### Exercise description
Find each line below containing the word "impl" and copy it.

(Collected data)
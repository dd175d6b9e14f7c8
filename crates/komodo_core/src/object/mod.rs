//! Repository objects.
//!
//! A `KomodoObject` is a reference into the tree - absolute path plus
//! a type id - never a copy of node state. All reads and staged
//! mutations go through a transaction and see that transaction's
//! view of the tree.

mod typed;

pub use typed::{TypedView, Vdb};

use crate::error::{KError, KResult};
use crate::lexicon;
use crate::repository::RepositoryInner;
use crate::transaction::{view_children, view_get, UnitOfWork};
use komodo_store::{NodePath, NodeRecord, PropertyValue};
use serde::Serialize;
use std::collections::BTreeMap;
use std::fmt;
use std::sync::Arc;

/// A reference to one node in the repository.
#[derive(Clone)]
pub struct KomodoObject {
    repo: Arc<RepositoryInner>,
    path: NodePath,
    type_id: String,
}

impl KomodoObject {
    pub(crate) fn new(repo: Arc<RepositoryInner>, path: NodePath, type_id: String) -> Self {
        Self {
            repo,
            path,
            type_id,
        }
    }

    /// Returns the node name (final path segment).
    #[must_use]
    pub fn name(&self) -> &str {
        self.path.name().unwrap_or_default()
    }

    /// Returns the absolute path.
    #[must_use]
    pub fn absolute_path(&self) -> &str {
        self.path.as_str()
    }

    /// Returns the path as a value.
    #[must_use]
    pub fn path(&self) -> &NodePath {
        &self.path
    }

    /// Returns the type id the object was created with.
    #[must_use]
    pub fn type_identifier(&self) -> &str {
        &self.type_id
    }

    fn record(&self, transaction: &UnitOfWork) -> KResult<NodeRecord> {
        transaction.require_not_started("read")?;
        transaction
            .with_changes(|changes| view_get(&self.repo.tree, changes, &self.path))
            .ok_or_else(|| KError::not_found(self.path.as_str()))
    }

    /// Returns the primary type name.
    pub fn primary_type(&self, transaction: &UnitOfWork) -> KResult<String> {
        Ok(self.record(transaction)?.primary_type)
    }

    /// Returns the mixin type names.
    pub fn mixins(&self, transaction: &UnitOfWork) -> KResult<Vec<String>> {
        Ok(self.record(transaction)?.mixins)
    }

    /// Returns true if the node carries `type_name` as primary type
    /// or mixin.
    pub fn has_descriptor(&self, transaction: &UnitOfWork, type_name: &str) -> KResult<bool> {
        Ok(self.record(transaction)?.has_type(type_name))
    }

    /// Returns the parent object, or `None` at the top of the
    /// visible tree (the store root is not exposed).
    pub fn parent(&self, transaction: &UnitOfWork) -> KResult<Option<KomodoObject>> {
        transaction.require_not_started("parent")?;
        let Some(parent_path) = self.path.parent() else {
            return Ok(None);
        };
        if parent_path.is_root() {
            return Ok(None);
        }
        let record = transaction
            .with_changes(|changes| view_get(&self.repo.tree, changes, &parent_path))
            .ok_or_else(|| KError::not_found(parent_path.as_str()))?;
        Ok(Some(KomodoObject::new(
            Arc::clone(&self.repo),
            parent_path,
            record.primary_type,
        )))
    }

    /// Returns true if a child with `name` exists.
    pub fn has_child(&self, transaction: &UnitOfWork, name: &str) -> KResult<bool> {
        Ok(self.get_child(transaction, name)?.is_some())
    }

    /// Returns the child with `name`, if present.
    pub fn get_child(
        &self,
        transaction: &UnitOfWork,
        name: &str,
    ) -> KResult<Option<KomodoObject>> {
        transaction.require_not_started("get_child")?;
        let child_path = self.path.join(name)?;
        let record = transaction
            .with_changes(|changes| view_get(&self.repo.tree, changes, &child_path));
        Ok(record.map(|r| KomodoObject::new(Arc::clone(&self.repo), child_path, r.primary_type)))
    }

    /// Returns all children in order.
    pub fn children(&self, transaction: &UnitOfWork) -> KResult<Vec<KomodoObject>> {
        transaction.require_not_started("children")?;
        let paths = transaction
            .with_changes(|changes| view_children(&self.repo.tree, changes, &self.path))
            .ok_or_else(|| KError::not_found(self.path.as_str()))?;
        let mut children = Vec::with_capacity(paths.len());
        for path in paths {
            let record = transaction
                .with_changes(|changes| view_get(&self.repo.tree, changes, &path))
                .ok_or_else(|| KError::not_found(path.as_str()))?;
            children.push(KomodoObject::new(
                Arc::clone(&self.repo),
                path,
                record.primary_type,
            ));
        }
        Ok(children)
    }

    /// Stages a child node under this object.
    ///
    /// # Errors
    ///
    /// `KError::NotFound` if this object does not resolve in the
    /// transaction's view; `KError::InvalidState` if the transaction
    /// has finished.
    pub fn add_child(
        &self,
        transaction: &UnitOfWork,
        name: &str,
        primary_type: Option<&str>,
    ) -> KResult<KomodoObject> {
        self.record(transaction)?;
        let path = self.path.join(name)?;
        let primary_type = primary_type.unwrap_or(lexicon::nt::UNSTRUCTURED).to_string();
        let staged = (path.clone(), primary_type.clone());
        transaction.stage("add_child", move |changes| {
            changes.add_node(staged.0, staged.1);
        })?;
        Ok(KomodoObject::new(Arc::clone(&self.repo), path, primary_type))
    }

    /// Stages removal of the child with `name` (and its subtree).
    pub fn remove_child(&self, transaction: &UnitOfWork, name: &str) -> KResult<()> {
        let child_path = self.path.join(name)?;
        let exists = transaction
            .with_changes(|changes| view_get(&self.repo.tree, changes, &child_path).is_some());
        if !exists {
            return Err(KError::not_found(child_path.as_str()));
        }
        transaction.stage("remove_child", move |changes| {
            changes.remove_node(child_path);
        })
    }

    /// Returns a property value.
    pub fn get_property(
        &self,
        transaction: &UnitOfWork,
        name: &str,
    ) -> KResult<Option<PropertyValue>> {
        Ok(self.record(transaction)?.property(name).cloned())
    }

    /// Stages a property write; `None` removes the property.
    pub fn set_property(
        &self,
        transaction: &UnitOfWork,
        name: &str,
        value: Option<PropertyValue>,
    ) -> KResult<()> {
        self.record(transaction)?;
        let path = self.path.clone();
        let name = name.to_string();
        transaction.stage("set_property", move |changes| {
            changes.set_property(path, name, value);
        })
    }

    /// Returns the property names present on the node.
    pub fn property_names(&self, transaction: &UnitOfWork) -> KResult<Vec<String>> {
        Ok(self
            .record(transaction)?
            .properties
            .keys()
            .cloned()
            .collect())
    }

    /// Stages a mixin addition.
    pub fn add_mixin(&self, transaction: &UnitOfWork, mixin: &str) -> KResult<()> {
        self.record(transaction)?;
        let path = self.path.clone();
        let mixin = mixin.to_string();
        transaction.stage("add_mixin", move |changes| {
            changes.add_mixin(path, mixin);
        })
    }

    /// Resolves this object into a typed view, validating the
    /// required type descriptor.
    ///
    /// # Errors
    ///
    /// `KError::TypeMismatch` when the node does not carry the
    /// view's type.
    pub fn resolve<T: TypedView>(&self, transaction: &UnitOfWork) -> KResult<T> {
        let record = self.record(transaction)?;
        if !record.has_type(T::NODE_TYPE) {
            return Err(KError::TypeMismatch {
                path: self.path.as_str().to_string(),
                expected: T::NODE_TYPE.to_string(),
                actual: record.primary_type,
            });
        }
        Ok(T::from_object(self.clone()))
    }

    /// Serializes this node's subtree for collaborators.
    ///
    /// Reads occur within the transaction's snapshot; the transaction
    /// must still be in the `NotStarted` state.
    pub fn export(&self, transaction: &UnitOfWork) -> KResult<Vec<u8>> {
        transaction.require_not_started("export")?;
        let node = self.export_node(transaction, &self.path)?;
        serde_json::to_vec_pretty(&node).map_err(|e| KError::Export {
            message: e.to_string(),
        })
    }

    fn export_node(&self, transaction: &UnitOfWork, path: &NodePath) -> KResult<ExportNode> {
        let record = transaction
            .with_changes(|changes| view_get(&self.repo.tree, changes, path))
            .ok_or_else(|| KError::not_found(path.as_str()))?;
        let child_paths = transaction
            .with_changes(|changes| view_children(&self.repo.tree, changes, path))
            .unwrap_or_default();
        let mut children = Vec::with_capacity(child_paths.len());
        for child in child_paths {
            children.push(self.export_node(transaction, &child)?);
        }
        Ok(ExportNode {
            name: path.name().unwrap_or_default().to_string(),
            primary_type: record.primary_type,
            mixins: record.mixins,
            properties: record.properties,
            children,
        })
    }
}

impl fmt::Debug for KomodoObject {
    fn fmt(&self, f: &mut fmt::Formatter<'_>) -> fmt::Result {
        f.debug_struct("KomodoObject")
            .field("path", &self.path)
            .field("type_id", &self.type_id)
            .finish()
    }
}

#[derive(Serialize)]
struct ExportNode {
    name: String,
    #[serde(rename = "primaryType")]
    primary_type: String,
    #[serde(skip_serializing_if = "Vec::is_empty")]
    mixins: Vec<String>,
    #[serde(skip_serializing_if = "BTreeMap::is_empty")]
    properties: BTreeMap<String, PropertyValue>,
    #[serde(skip_serializing_if = "Vec::is_empty")]
    children: Vec<ExportNode>,
}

### Task answer
impl KomodoObject {
impl fmt::Debug for KomodoObject {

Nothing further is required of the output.